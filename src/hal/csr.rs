//! TDC Control/Status Register Bank
//!
//! Names every CSR the TDC core exposes and defines the bus trait the
//! driver talks through. On target the bank is memory mapped behind the FMC
//! interface; each register occupies one 32-bit word, in the order the core
//! declares them.

use crate::config::{self, width_mask};

/// Register direction as seen from the CPU
#[derive(Clone, Copy, Debug, PartialEq, Eq)]
pub enum Access {
    /// Status register, written by the device
    ReadOnly,
    /// Command register, written by the CPU
    WriteOnly,
}

/// TDC CSR identifier
#[derive(Clone, Copy, Debug, PartialEq, Eq, Hash)]
pub enum Csr {
    /// Device finished reset
    Ready,
    /// Reset command (level)
    Reset,
    /// Coarse counter reset (level)
    CcRst,
    /// Debug freeze request (level)
    FreezeReq,
    /// Freeze acknowledged by the device
    FreezeAck,
    /// Scan chain single step (any write pulses once)
    CsNext,
    /// Scan chain is at its last position
    CsLast,
    /// Route calibration oscillator into the channel inputs (level)
    CalibSel,
    /// Calibration LUT address
    LutA,
    /// Calibration LUT data at the selected address
    LutD,
    /// Histogram bin address
    HisA,
    /// Histogram bin value at the selected address
    HisD,
    /// Ring oscillator measurement start (level)
    OcStart,
    /// Ring oscillator measurement complete
    OcReady,
    /// Ring oscillator frequency count
    OcFreq,
    /// Secondary ring oscillator frequency count
    OcSfreq,
}

impl Csr {
    /// Every CSR in bank order
    pub const ALL: [Self; 16] = [
        Self::Ready,
        Self::Reset,
        Self::CcRst,
        Self::FreezeReq,
        Self::FreezeAck,
        Self::CsNext,
        Self::CsLast,
        Self::CalibSel,
        Self::LutA,
        Self::LutD,
        Self::HisA,
        Self::HisD,
        Self::OcStart,
        Self::OcReady,
        Self::OcFreq,
        Self::OcSfreq,
    ];

    /// Word index of this register within the bank
    #[must_use]
    pub const fn index(self) -> usize {
        match self {
            Self::Ready => 0,
            Self::Reset => 1,
            Self::CcRst => 2,
            Self::FreezeReq => 3,
            Self::FreezeAck => 4,
            Self::CsNext => 5,
            Self::CsLast => 6,
            Self::CalibSel => 7,
            Self::LutA => 8,
            Self::LutD => 9,
            Self::HisA => 10,
            Self::HisD => 11,
            Self::OcStart => 12,
            Self::OcReady => 13,
            Self::OcFreq => 14,
            Self::OcSfreq => 15,
        }
    }

    /// Byte offset of this register from the bank base
    #[must_use]
    pub const fn offset(self) -> usize {
        self.index() * config::CSR_STRIDE
    }

    /// Register direction
    #[must_use]
    pub const fn access(self) -> Access {
        match self {
            Self::Ready
            | Self::FreezeAck
            | Self::CsLast
            | Self::LutD
            | Self::HisD
            | Self::OcReady
            | Self::OcFreq
            | Self::OcSfreq => Access::ReadOnly,
            Self::Reset
            | Self::CcRst
            | Self::FreezeReq
            | Self::CsNext
            | Self::CalibSel
            | Self::LutA
            | Self::HisA
            | Self::OcStart => Access::WriteOnly,
        }
    }

    /// Register width in bits
    #[must_use]
    pub const fn width(self) -> u32 {
        match self {
            Self::LutA | Self::HisA => config::RAW_COUNT,
            Self::LutD => config::FP_COUNT,
            Self::HisD => config::HIS_DATA_WIDTH,
            Self::OcFreq | Self::OcSfreq => config::FCOUNTER_WIDTH,
            _ => 1,
        }
    }

    /// Mask covering the implemented bits
    #[must_use]
    pub const fn mask(self) -> u32 {
        width_mask(self.width())
    }

    /// CSR name as generated for the core
    #[must_use]
    pub const fn name(self) -> &'static str {
        match self {
            Self::Ready => "ready",
            Self::Reset => "reset",
            Self::CcRst => "cc_rst",
            Self::FreezeReq => "freeze_req",
            Self::FreezeAck => "freeze_ack",
            Self::CsNext => "cs_next",
            Self::CsLast => "cs_last",
            Self::CalibSel => "calib_sel",
            Self::LutA => "lut_a",
            Self::LutD => "lut_d",
            Self::HisA => "his_a",
            Self::HisD => "his_d",
            Self::OcStart => "oc_start",
            Self::OcReady => "oc_ready",
            Self::OcFreq => "oc_freq",
            Self::OcSfreq => "oc_sfreq",
        }
    }
}

#[cfg(feature = "embedded")]
impl defmt::Format for Csr {
    fn format(&self, f: defmt::Formatter) {
        defmt::write!(f, "{=str}", self.name());
    }
}

/// Access to the TDC CSR bank
///
/// Every call must reach the device before it returns: no write buffering,
/// no read caching. The driver relies on this for its write-then-read
/// ordering.
pub trait CsrBus {
    /// Read the current value of a CSR
    fn read(&mut self, csr: Csr) -> u32;

    /// Write a CSR
    fn write(&mut self, csr: Csr, value: u32);

    /// Read a single-bit status CSR
    fn read_flag(&mut self, csr: Csr) -> bool {
        self.read(csr) & 1 != 0
    }

    /// Write a single-bit command CSR
    fn write_flag(&mut self, csr: Csr, value: bool) {
        self.write(csr, u32::from(value));
    }
}

impl<B: CsrBus + ?Sized> CsrBus for &mut B {
    fn read(&mut self, csr: Csr) -> u32 {
        (**self).read(csr)
    }

    fn write(&mut self, csr: Csr, value: u32) {
        (**self).write(csr, value);
    }
}

/// Memory mapped CSR bank
#[cfg(feature = "embedded")]
pub struct MmioCsrBank {
    base: usize,
}

#[cfg(feature = "embedded")]
#[allow(unsafe_code)]
impl MmioCsrBank {
    /// Create a bank at `base`
    ///
    /// # Safety
    ///
    /// `base` must be the address of a mapped TDC CSR bank, and the returned
    /// value must be the only accessor of that bank for its lifetime.
    #[must_use]
    pub const unsafe fn new(base: usize) -> Self {
        Self { base }
    }

    /// Bank base address
    #[must_use]
    pub const fn base(&self) -> usize {
        self.base
    }

    fn ptr(&self, csr: Csr) -> *mut u32 {
        (self.base + csr.offset()) as *mut u32
    }
}

#[cfg(feature = "embedded")]
#[allow(unsafe_code)]
impl CsrBus for MmioCsrBank {
    fn read(&mut self, csr: Csr) -> u32 {
        // SAFETY: `new` guarantees the bank is mapped and exclusively ours.
        let raw = unsafe { core::ptr::read_volatile(self.ptr(csr)) };
        raw & csr.mask()
    }

    fn write(&mut self, csr: Csr, value: u32) {
        // SAFETY: as above.
        unsafe { core::ptr::write_volatile(self.ptr(csr), value) }
    }
}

★ ★ ★ ★ ★ ★ ★

The stopping point is the line containing "from the CPU". Reproduce exactly every line of the material from the first through that one.

filename src/hal/csr.rs
//! TDC Control/Status Register Bank
//!
//! Names every CSR the TDC core exposes and defines the bus trait the
//! driver talks through. On target the bank is memory mapped behind the FMC
//! interface; each register occupies one 32-bit word, in the order the core
//! declares them.

use crate::config::{self, width_mask};

/// Register direction as seen from the CPU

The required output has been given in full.